[Dataset records — start]
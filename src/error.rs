//! Custom error types for dumpvault
//!
//! This module defines the error hierarchy for the backup engine using
//! thiserror for ergonomic error definitions. Every error maps onto a
//! [`FailureStage`] so that callers can tell operators which part of a
//! backup run failed.

use std::time::Duration;

use serde::{Deserialize, Serialize};
use thiserror::Error;

/// The stage of a backup run that produced an error
#[derive(Debug, Clone, Copy, PartialEq, Eq, Serialize, Deserialize)]
#[serde(rename_all = "lowercase")]
pub enum FailureStage {
    /// Table or column metadata could not be read
    Introspection,
    /// Row data could not be read or written
    Export,
    /// Combining or compressing the dump files failed
    Packaging,
    /// The run exceeded its wall-clock budget
    Timeout,
    /// Configuration could not be read or was invalid
    Config,
    /// Catalog or other local file storage failed
    Storage,
    /// Another backup run was already in progress
    Busy,
}

impl std::fmt::Display for FailureStage {
    fn fmt(&self, f: &mut std::fmt::Formatter<'_>) -> std::fmt::Result {
        let name = match self {
            Self::Introspection => "introspection",
            Self::Export => "export",
            Self::Packaging => "packaging",
            Self::Timeout => "timeout",
            Self::Config => "config",
            Self::Storage => "storage",
            Self::Busy => "busy",
        };
        f.write_str(name)
    }
}

/// The main error type for dumpvault operations
#[derive(Error, Debug)]
pub enum VaultError {
    /// Configuration-related errors
    #[error("Configuration error: {0}")]
    Config(String),

    /// File I/O errors
    #[error("I/O error: {0}")]
    Io(String),

    /// JSON serialization/deserialization errors
    #[error("JSON error: {0}")]
    Json(String),

    /// Catalog and settings file storage errors
    #[error("Storage error: {0}")]
    Storage(String),

    /// A query failed outside the scope of a single table
    #[error("Query error: {0}")]
    Query(String),

    /// Table or column metadata query failed
    #[error("Introspection failed for {table}: {message}")]
    Introspection { table: String, message: String },

    /// A batched SELECT failed mid-stream
    #[error("Data export failed for {table}: {message}")]
    DataExport { table: String, message: String },

    /// Combining or archiving the dump files failed
    #[error("Packaging error: {0}")]
    Packaging(String),

    /// The operation exceeded its wall-clock budget
    #[error("Processing timeout: {stage} did not finish within {}s", .after.as_secs())]
    Timeout { stage: &'static str, after: Duration },

    /// Another backup run holds the run lock
    #[error("A backup is already in progress")]
    Busy,

    /// A backup run that was reported through a failed result
    #[error("Backup failed at stage {stage}: {message}")]
    RunFailed { stage: FailureStage, message: String },

    /// Validation errors for configuration values
    #[error("Validation error: {0}")]
    Validation(String),

    /// Entity not found errors
    #[error("{entity_type} not found: {identifier}")]
    NotFound {
        entity_type: &'static str,
        identifier: String,
    },
}

impl VaultError {
    /// Create an introspection error for a table
    pub fn introspection(table: impl Into<String>, message: impl std::fmt::Display) -> Self {
        Self::Introspection {
            table: table.into(),
            message: message.to_string(),
        }
    }

    /// Create a data export error for a table
    pub fn data_export(table: impl Into<String>, message: impl std::fmt::Display) -> Self {
        Self::DataExport {
            table: table.into(),
            message: message.to_string(),
        }
    }

    /// Rebuild an error from a failed run's stage and message
    ///
    /// A run that carries no stage failed while packaging.
    pub fn run_failed(stage: Option<FailureStage>, message: impl Into<String>) -> Self {
        Self::RunFailed {
            stage: stage.unwrap_or(FailureStage::Packaging),
            message: message.into(),
        }
    }

    /// The stage of a backup run this error belongs to
    pub fn stage(&self) -> FailureStage {
        match self {
            Self::Introspection { .. } | Self::Query(_) => FailureStage::Introspection,
            Self::DataExport { .. } => FailureStage::Export,
            Self::Packaging(_) | Self::Io(_) => FailureStage::Packaging,
            Self::Timeout { .. } => FailureStage::Timeout,
            Self::Config(_) | Self::Validation(_) => FailureStage::Config,
            Self::Storage(_) | Self::Json(_) | Self::NotFound { .. } => FailureStage::Storage,
            Self::Busy => FailureStage::Busy,
            Self::RunFailed { stage, .. } => *stage,
        }
    }

    /// Check if this is a timeout error
    pub fn is_timeout(&self) -> bool {
        matches!(self, Self::Timeout { .. })
    }

    /// Check if this is a validation error
    pub fn is_validation(&self) -> bool {
        matches!(self, Self::Validation(_))
    }
}

impl From<std::io::Error> for VaultError {
    fn from(err: std::io::Error) -> Self {
        Self::Io(err.to_string())
    }
}

impl From<serde_json::Error> for VaultError {
    fn from(err: serde_json::Error) -> Self {
        Self::Json(err.to_string())
    }
}

impl From<sqlx::Error> for VaultError {
    fn from(err: sqlx::Error) -> Self {
        Self::Query(err.to_string())
    }
}

impl From<zip::result::ZipError> for VaultError {
    fn from(err: zip::result::ZipError) -> Self {
        Self::Packaging(err.to_string())
    }
}

/// Result type alias for dumpvault operations
pub type VaultResult<T> = Result<T, VaultError>;

#[cfg(test)]
mod tests {
    use super::*;

    #[test]
    fn test_error_display() {
        let err = VaultError::Config("test error".into());
        assert_eq!(err.to_string(), "Configuration error: test error");
    }

    #[test]
    fn test_timeout_display_and_stage() {
        let err = VaultError::Timeout {
            stage: "backup",
            after: Duration::from_secs(900),
        };
        assert_eq!(
            err.to_string(),
            "Processing timeout: backup did not finish within 900s"
        );
        assert!(err.is_timeout());
        assert_eq!(err.stage(), FailureStage::Timeout);
    }

    #[test]
    fn test_table_errors_carry_stage() {
        let err = VaultError::introspection("public.users", "permission denied");
        assert_eq!(err.stage(), FailureStage::Introspection);
        assert_eq!(
            err.to_string(),
            "Introspection failed for public.users: permission denied"
        );

        let err = VaultError::data_export("public.users", "connection reset");
        assert_eq!(err.stage(), FailureStage::Export);
    }

    #[test]
    fn test_run_failed_keeps_stage() {
        let err = VaultError::run_failed(
            Some(FailureStage::Introspection),
            "Introspection failed for public.users: permission denied",
        );
        assert_eq!(err.stage(), FailureStage::Introspection);
        assert_eq!(
            err.to_string(),
            "Backup failed at stage introspection: Introspection failed for public.users: permission denied"
        );
        assert!(!err.to_string().contains("Packaging error"));

        let err = VaultError::run_failed(None, "No database dumps to package");
        assert_eq!(err.stage(), FailureStage::Packaging);
    }

    #[test]
    fn test_from_io_error() {
        let io_err = std::io::Error::new(std::io::ErrorKind::NotFound, "file not found");
        let err: VaultError = io_err.into();
        assert!(matches!(err, VaultError::Io(_)));
        assert_eq!(err.stage(), FailureStage::Packaging);
    }

    #[test]
    fn test_stage_display() {
        assert_eq!(FailureStage::Packaging.to_string(), "packaging");
        assert_eq!(FailureStage::Busy.to_string(), "busy");
    }
}
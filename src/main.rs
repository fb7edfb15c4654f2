use std::path::PathBuf;
use std::sync::Arc;

use anyhow::Result;
use clap::{Parser, Subcommand};
use tracing_subscriber::EnvFilter;

use dumpvault::backup::BackupService;
use dumpvault::cli::{
    handle_cleanup, handle_list, handle_run, handle_schedule_command, handle_scheduler_command,
    RunArgs, ScheduleCommands, SchedulerCommands,
};
use dumpvault::config::{BackupPaths, Settings};
use dumpvault::executor::PgExecutor;

#[derive(Parser)]
#[command(
    name = "dumpvault",
    author = "Kaylee Beyene",
    version,
    about = "Streaming SQL backups with weekly/monthly retention",
    long_about = "dumpvault backs up relational databases table by table into SQL \
                  scripts, packages them as a ZIP archive or a combined SQL file, \
                  and rotates old backups on a weekly/monthly schedule."
)]
struct Cli {
    /// Directory holding settings, schedule and backups
    #[arg(long, global = true, env = "DUMPVAULT_DATA_DIR")]
    data_dir: Option<PathBuf>,

    /// Emit logs as JSON lines
    #[arg(long, global = true)]
    log_json: bool,

    #[command(subcommand)]
    command: Option<Commands>,
}

#[derive(Subcommand)]
enum Commands {
    /// Back up now
    Run(RunArgs),

    /// List backups in the catalog
    #[command(alias = "ls")]
    List {
        /// Print as JSON
        #[arg(long)]
        json: bool,
    },

    /// Delete backups beyond the retention policy
    Cleanup {
        /// Only show what would be deleted
        #[arg(long)]
        dry_run: bool,
    },

    /// Show or change the backup schedule
    #[command(subcommand)]
    Schedule(ScheduleCommands),

    /// Inspect, trigger or run the scheduler
    #[command(subcommand)]
    Scheduler(SchedulerCommands),

    /// Show current configuration and paths
    Config,
}

fn init_logging(json: bool) {
    let filter = EnvFilter::try_from_default_env().unwrap_or_else(|_| EnvFilter::new("info"));
    let builder = tracing_subscriber::fmt()
        .with_env_filter(filter)
        .with_writer(std::io::stderr);

    if json {
        builder.json().init();
    } else {
        builder.init();
    }
}

#[tokio::main]
async fn main() -> Result<()> {
    let cli = Cli::parse();
    init_logging(cli.log_json);

    // Initialize paths and settings
    let paths = match cli.data_dir {
        Some(dir) => BackupPaths::with_base_dir(dir),
        None => BackupPaths::new()?,
    };
    let settings = Settings::load_or_create(&paths)?;

    let executor = Arc::new(PgExecutor::from_settings(&settings)?);
    let service = Arc::new(BackupService::new(paths.clone(), settings.clone(), executor));

    match cli.command {
        Some(Commands::Run(args)) => handle_run(&service, args).await?,
        Some(Commands::List { json }) => handle_list(&service, json)?,
        Some(Commands::Cleanup { dry_run }) => handle_cleanup(&service, dry_run).await?,
        Some(Commands::Schedule(cmd)) => handle_schedule_command(&service, cmd)?,
        Some(Commands::Scheduler(cmd)) => handle_scheduler_command(Arc::clone(&service), cmd).await?,
        Some(Commands::Config) => {
            println!("dumpvault Configuration");
            println!("=======================");
            println!("Base directory:   {}", paths.base_dir().display());
            println!("Backup directory: {}", paths.backup_dir().display());
            println!("Catalog file:     {}", paths.catalog_file().display());
            println!("Schedule file:    {}", paths.schedule_file().display());
            println!();
            println!("Databases:");
            for endpoint in settings.endpoints() {
                let connection = if endpoint.url.is_some() {
                    "configured"
                } else {
                    "no connection URL"
                };
                println!("  {} ({})", endpoint.name, connection);
            }
            println!();
            println!("Settings:");
            println!("  Field size limit:  {} bytes", settings.field_size_limit);
            println!("  Operation timeout: {}s", settings.operation_timeout_secs);
            println!("  Check interval:    {}s", settings.check_interval_secs);
            println!("  Due window:        {} min", settings.due_window_minutes);
        }
        None => {
            println!("dumpvault - Streaming database backups");
            println!();
            println!("Run 'dumpvault --help' for usage information.");
            println!("Run 'dumpvault run' to take a backup now.");
        }
    }

    Ok(())
}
[Dataset records — finish]
=== Directions for this task ===
Scan the records above for the word "RunArgs" and return every line where it occurs.

=== Answer to this problem ===
    RunArgs, ScheduleCommands, SchedulerCommands,
    Run(RunArgs),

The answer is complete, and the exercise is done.